Once you have read the entries below, give them all again without any difference.

_Study material_.
--- START ---

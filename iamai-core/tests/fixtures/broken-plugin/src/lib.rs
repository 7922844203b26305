//! Plugin modules for loader tests
//!
//! Each feature builds a library that breaks the loading contract in one
//! specific way; with no features it is a well-formed plugin.

#![allow(improper_ctypes_definitions)]

use iamai_plugin_api::{Event, Plugin, PluginError};

#[derive(Default)]
pub struct Broken;

impl Plugin for Broken {
    fn name(&self) -> &str {
        if cfg!(feature = "empty-name") { "" } else { "broken" }
    }

    fn handle_event(&self, _event: &Event) -> Result<(), PluginError> {
        Ok(())
    }
}

#[cfg(not(feature = "no-exports"))]
#[unsafe(no_mangle)]
pub extern "C" fn _iamai_plugin_api_version() -> u32 {
    if cfg!(feature = "wrong-version") {
        iamai_plugin_api::API_VERSION + 998
    } else {
        iamai_plugin_api::API_VERSION
    }
}

#[cfg(not(any(feature = "no-exports", feature = "no-create")))]
#[unsafe(no_mangle)]
pub extern "C" fn _iamai_plugin_create() -> *mut dyn Plugin {
    if cfg!(feature = "null-create") {
        return std::ptr::null_mut::<Broken>() as *mut dyn Plugin;
    }
    let plugin: Box<dyn Plugin> = Box::new(Broken);
    Box::into_raw(plugin)
}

--- END ---

_Result_.
filename iamai-core/tests/fixtures/broken-plugin/src/lib.rs
repository 7922844203b26305
//! Plugin modules for loader tests
//!
//! Each feature builds a library that breaks the loading contract in one
//! specific way; with no features it is a well-formed plugin.

#![allow(improper_ctypes_definitions)]

use iamai_plugin_api::{Event, Plugin, PluginError};

#[derive(Default)]
pub struct Broken;

impl Plugin for Broken {
    fn name(&self) -> &str {
        if cfg!(feature = "empty-name") { "" } else { "broken" }
    }

    fn handle_event(&self, _event: &Event) -> Result<(), PluginError> {
        Ok(())
    }
}

#[cfg(not(feature = "no-exports"))]
#[unsafe(no_mangle)]
pub extern "C" fn _iamai_plugin_api_version() -> u32 {
    if cfg!(feature = "wrong-version") {
        iamai_plugin_api::API_VERSION + 998
    } else {
        iamai_plugin_api::API_VERSION
    }
}

#[cfg(not(any(feature = "no-exports", feature = "no-create")))]
#[unsafe(no_mangle)]
pub extern "C" fn _iamai_plugin_create() -> *mut dyn Plugin {
    if cfg!(feature = "null-create") {
        return std::ptr::null_mut::<Broken>() as *mut dyn Plugin;
    }
    let plugin: Box<dyn Plugin> = Box::new(Broken);
    Box::into_raw(plugin)
}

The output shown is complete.